Only the lines with the string "reason" are needed; return each of them from the entries below.

Dataset entries:
=== Section Start ===
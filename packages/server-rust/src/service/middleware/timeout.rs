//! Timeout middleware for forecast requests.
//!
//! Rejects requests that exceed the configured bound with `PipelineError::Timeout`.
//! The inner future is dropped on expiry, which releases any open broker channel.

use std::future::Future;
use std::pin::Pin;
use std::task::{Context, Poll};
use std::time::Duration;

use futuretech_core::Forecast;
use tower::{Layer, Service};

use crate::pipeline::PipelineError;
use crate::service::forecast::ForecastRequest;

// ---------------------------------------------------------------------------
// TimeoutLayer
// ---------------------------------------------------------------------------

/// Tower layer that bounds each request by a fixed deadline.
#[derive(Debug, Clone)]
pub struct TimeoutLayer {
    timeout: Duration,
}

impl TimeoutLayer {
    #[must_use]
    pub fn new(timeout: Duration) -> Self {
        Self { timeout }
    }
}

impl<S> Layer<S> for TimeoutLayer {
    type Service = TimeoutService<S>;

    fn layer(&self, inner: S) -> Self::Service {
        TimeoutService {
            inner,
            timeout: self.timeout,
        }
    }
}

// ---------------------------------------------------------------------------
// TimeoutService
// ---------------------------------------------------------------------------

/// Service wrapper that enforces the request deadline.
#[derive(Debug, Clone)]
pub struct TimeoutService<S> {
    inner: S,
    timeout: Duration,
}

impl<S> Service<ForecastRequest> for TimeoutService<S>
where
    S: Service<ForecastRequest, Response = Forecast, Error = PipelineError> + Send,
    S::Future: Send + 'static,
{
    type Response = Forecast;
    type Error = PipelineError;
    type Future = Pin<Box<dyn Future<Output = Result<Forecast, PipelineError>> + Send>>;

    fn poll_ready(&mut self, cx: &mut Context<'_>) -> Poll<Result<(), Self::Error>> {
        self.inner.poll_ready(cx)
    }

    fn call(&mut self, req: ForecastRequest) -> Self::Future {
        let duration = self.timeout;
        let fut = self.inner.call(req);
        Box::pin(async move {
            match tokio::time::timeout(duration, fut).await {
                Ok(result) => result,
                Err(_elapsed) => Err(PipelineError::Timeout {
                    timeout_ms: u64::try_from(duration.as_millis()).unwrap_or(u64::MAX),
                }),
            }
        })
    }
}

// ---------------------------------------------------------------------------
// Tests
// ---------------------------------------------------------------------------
=== Section End ===
=== Section Start ===
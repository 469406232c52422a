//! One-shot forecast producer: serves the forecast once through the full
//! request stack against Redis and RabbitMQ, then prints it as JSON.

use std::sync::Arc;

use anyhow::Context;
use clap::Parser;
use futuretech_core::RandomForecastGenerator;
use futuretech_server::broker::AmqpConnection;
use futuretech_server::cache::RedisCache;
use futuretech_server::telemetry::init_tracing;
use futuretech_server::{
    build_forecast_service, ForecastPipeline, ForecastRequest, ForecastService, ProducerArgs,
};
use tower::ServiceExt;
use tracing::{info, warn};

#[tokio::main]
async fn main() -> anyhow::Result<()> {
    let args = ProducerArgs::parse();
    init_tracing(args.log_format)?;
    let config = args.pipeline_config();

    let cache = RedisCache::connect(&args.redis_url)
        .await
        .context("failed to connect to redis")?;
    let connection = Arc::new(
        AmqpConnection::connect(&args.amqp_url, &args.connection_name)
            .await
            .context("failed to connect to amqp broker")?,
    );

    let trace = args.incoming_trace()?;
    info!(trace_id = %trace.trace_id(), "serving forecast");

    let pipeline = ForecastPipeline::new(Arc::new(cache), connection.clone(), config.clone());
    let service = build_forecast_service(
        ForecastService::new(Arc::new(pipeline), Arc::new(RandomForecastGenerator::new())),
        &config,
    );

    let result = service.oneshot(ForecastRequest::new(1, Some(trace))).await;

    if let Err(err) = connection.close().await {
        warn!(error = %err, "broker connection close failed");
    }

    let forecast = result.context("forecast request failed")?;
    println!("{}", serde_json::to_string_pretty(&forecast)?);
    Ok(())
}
=== Section End ===
=== Section Start ===
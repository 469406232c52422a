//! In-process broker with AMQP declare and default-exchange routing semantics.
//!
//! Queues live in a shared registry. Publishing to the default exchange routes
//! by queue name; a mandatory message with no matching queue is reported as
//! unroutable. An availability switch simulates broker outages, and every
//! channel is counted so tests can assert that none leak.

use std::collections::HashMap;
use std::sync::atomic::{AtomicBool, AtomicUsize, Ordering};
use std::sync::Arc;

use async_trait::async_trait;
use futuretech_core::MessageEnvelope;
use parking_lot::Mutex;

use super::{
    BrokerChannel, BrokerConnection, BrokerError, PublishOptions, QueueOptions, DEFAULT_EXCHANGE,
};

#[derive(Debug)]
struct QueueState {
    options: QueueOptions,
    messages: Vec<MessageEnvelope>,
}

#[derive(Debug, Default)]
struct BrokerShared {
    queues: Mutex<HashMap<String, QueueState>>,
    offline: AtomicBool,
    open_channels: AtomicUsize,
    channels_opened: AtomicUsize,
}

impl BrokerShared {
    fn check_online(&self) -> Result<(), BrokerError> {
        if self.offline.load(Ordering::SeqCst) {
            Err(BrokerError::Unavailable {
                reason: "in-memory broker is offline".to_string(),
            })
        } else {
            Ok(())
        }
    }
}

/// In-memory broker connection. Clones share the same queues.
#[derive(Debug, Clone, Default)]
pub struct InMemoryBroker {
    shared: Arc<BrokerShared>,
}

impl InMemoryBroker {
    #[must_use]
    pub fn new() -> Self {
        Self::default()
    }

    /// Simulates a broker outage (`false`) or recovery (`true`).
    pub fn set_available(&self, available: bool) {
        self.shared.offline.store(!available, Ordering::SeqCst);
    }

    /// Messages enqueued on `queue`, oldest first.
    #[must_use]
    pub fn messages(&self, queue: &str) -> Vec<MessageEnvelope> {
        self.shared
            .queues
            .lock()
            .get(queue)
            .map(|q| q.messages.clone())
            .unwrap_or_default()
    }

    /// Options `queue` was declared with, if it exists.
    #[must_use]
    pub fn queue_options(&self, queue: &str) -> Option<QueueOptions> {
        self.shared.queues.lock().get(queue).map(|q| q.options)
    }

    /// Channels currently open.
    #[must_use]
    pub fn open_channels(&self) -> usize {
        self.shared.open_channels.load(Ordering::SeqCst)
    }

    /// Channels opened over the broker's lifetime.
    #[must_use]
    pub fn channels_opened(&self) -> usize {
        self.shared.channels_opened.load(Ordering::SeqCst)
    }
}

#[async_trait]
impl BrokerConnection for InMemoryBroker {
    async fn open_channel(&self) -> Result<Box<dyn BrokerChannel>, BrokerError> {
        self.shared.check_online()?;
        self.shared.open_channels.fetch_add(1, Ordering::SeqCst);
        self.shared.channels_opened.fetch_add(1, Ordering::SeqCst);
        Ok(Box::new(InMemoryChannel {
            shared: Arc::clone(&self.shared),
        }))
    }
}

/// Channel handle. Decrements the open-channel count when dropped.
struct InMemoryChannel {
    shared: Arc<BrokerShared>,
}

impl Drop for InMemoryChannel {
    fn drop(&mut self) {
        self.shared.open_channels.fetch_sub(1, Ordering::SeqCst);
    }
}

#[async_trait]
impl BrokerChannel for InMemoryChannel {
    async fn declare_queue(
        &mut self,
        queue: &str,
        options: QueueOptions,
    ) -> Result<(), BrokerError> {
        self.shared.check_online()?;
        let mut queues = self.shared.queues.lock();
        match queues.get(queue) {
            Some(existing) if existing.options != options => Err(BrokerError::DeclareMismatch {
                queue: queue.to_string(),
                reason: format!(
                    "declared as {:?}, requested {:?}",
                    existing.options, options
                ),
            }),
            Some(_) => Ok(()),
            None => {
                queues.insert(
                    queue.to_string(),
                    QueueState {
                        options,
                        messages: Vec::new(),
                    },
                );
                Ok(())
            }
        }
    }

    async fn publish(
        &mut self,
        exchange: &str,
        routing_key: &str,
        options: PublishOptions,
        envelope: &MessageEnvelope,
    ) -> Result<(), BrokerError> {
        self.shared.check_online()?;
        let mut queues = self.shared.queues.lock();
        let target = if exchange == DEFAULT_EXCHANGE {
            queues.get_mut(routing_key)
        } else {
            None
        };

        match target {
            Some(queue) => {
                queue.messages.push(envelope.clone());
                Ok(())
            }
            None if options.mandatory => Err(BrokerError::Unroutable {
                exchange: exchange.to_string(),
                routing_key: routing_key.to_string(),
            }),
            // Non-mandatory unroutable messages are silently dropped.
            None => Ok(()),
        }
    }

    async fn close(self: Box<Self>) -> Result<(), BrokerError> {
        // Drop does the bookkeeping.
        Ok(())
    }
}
=== Section End ===
EXERCISE RESPONSE ::
                reason: "in-memory broker is offline".to_string(),
                reason: format!(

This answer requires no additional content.